== ACTION ITEM ==
Reproduce the first line of the entries that follow and each later line, word for word, ending with the one containing "error is returned.".

== RECORDS FOR THE TASK ==
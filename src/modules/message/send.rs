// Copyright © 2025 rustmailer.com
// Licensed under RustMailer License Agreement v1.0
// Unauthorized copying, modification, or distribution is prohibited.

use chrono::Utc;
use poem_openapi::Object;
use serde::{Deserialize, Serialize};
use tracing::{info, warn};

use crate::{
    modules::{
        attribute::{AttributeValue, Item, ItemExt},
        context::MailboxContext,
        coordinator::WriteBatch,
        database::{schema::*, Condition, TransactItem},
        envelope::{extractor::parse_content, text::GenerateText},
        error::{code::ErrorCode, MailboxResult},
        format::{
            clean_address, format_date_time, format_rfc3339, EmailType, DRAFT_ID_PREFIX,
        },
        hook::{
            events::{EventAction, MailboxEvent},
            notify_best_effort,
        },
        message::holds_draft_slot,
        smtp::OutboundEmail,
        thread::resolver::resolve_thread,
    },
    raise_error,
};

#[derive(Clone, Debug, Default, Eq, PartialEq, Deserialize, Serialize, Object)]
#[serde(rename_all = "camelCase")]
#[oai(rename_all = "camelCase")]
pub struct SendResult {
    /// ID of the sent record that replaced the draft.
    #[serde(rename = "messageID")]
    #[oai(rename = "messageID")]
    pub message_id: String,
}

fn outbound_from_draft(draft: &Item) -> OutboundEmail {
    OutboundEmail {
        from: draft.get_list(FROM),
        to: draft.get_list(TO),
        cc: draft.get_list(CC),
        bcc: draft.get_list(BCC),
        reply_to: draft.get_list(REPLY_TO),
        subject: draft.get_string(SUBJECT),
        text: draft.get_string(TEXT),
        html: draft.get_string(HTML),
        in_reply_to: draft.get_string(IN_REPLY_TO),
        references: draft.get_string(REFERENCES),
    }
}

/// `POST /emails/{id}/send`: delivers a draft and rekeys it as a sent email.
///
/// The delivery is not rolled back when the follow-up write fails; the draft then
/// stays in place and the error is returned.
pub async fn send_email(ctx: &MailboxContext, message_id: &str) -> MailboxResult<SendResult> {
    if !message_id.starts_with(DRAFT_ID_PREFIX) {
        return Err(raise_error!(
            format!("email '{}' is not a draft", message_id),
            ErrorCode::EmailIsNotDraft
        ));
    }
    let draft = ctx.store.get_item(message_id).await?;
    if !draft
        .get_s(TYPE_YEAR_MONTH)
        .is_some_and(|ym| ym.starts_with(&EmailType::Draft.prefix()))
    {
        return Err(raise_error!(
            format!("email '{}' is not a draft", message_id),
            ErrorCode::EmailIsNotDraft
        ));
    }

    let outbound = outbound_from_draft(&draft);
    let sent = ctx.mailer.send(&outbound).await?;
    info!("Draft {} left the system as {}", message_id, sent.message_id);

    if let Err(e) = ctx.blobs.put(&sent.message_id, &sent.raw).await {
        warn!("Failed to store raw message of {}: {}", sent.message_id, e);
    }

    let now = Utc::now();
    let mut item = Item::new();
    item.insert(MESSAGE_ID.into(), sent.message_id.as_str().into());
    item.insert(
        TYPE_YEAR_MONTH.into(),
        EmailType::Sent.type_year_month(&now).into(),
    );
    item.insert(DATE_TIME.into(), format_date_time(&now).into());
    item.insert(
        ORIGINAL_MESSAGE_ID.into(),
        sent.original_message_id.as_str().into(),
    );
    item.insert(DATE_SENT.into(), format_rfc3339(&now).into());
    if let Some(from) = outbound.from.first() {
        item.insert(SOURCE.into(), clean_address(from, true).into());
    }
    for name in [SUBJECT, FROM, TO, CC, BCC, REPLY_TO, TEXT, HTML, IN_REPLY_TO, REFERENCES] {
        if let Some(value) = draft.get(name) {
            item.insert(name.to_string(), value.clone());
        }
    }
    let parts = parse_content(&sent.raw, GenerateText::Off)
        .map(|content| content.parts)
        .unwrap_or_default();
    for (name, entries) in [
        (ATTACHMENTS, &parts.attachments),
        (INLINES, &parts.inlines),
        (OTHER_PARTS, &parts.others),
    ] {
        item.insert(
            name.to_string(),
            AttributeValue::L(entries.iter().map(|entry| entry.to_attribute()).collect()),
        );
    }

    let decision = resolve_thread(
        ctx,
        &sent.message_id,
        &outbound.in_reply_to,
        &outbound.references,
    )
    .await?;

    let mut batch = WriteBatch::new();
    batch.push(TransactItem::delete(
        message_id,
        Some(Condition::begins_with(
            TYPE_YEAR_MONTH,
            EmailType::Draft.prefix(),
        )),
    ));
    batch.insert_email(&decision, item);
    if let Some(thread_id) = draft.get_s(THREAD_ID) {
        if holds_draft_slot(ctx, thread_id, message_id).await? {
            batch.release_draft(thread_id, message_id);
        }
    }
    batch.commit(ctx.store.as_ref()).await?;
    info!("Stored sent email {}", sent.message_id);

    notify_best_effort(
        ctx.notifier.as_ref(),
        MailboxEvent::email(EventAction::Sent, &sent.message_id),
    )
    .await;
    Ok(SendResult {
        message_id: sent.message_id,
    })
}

== RESPONSE BOX ==
filename src/modules/message/send.rs
// Copyright © 2025 rustmailer.com
// Licensed under RustMailer License Agreement v1.0
// Unauthorized copying, modification, or distribution is prohibited.

use chrono::Utc;
use poem_openapi::Object;
use serde::{Deserialize, Serialize};
use tracing::{info, warn};

use crate::{
    modules::{
        attribute::{AttributeValue, Item, ItemExt},
        context::MailboxContext,
        coordinator::WriteBatch,
        database::{schema::*, Condition, TransactItem},
        envelope::{extractor::parse_content, text::GenerateText},
        error::{code::ErrorCode, MailboxResult},
        format::{
            clean_address, format_date_time, format_rfc3339, EmailType, DRAFT_ID_PREFIX,
        },
        hook::{
            events::{EventAction, MailboxEvent},
            notify_best_effort,
        },
        message::holds_draft_slot,
        smtp::OutboundEmail,
        thread::resolver::resolve_thread,
    },
    raise_error,
};

#[derive(Clone, Debug, Default, Eq, PartialEq, Deserialize, Serialize, Object)]
#[serde(rename_all = "camelCase")]
#[oai(rename_all = "camelCase")]
pub struct SendResult {
    /// ID of the sent record that replaced the draft.
    #[serde(rename = "messageID")]
    #[oai(rename = "messageID")]
    pub message_id: String,
}

fn outbound_from_draft(draft: &Item) -> OutboundEmail {
    OutboundEmail {
        from: draft.get_list(FROM),
        to: draft.get_list(TO),
        cc: draft.get_list(CC),
        bcc: draft.get_list(BCC),
        reply_to: draft.get_list(REPLY_TO),
        subject: draft.get_string(SUBJECT),
        text: draft.get_string(TEXT),
        html: draft.get_string(HTML),
        in_reply_to: draft.get_string(IN_REPLY_TO),
        references: draft.get_string(REFERENCES),
    }
}

/// `POST /emails/{id}/send`: delivers a draft and rekeys it as a sent email.
///
/// The delivery is not rolled back when the follow-up write fails; the draft then
/// stays in place and the error is returned.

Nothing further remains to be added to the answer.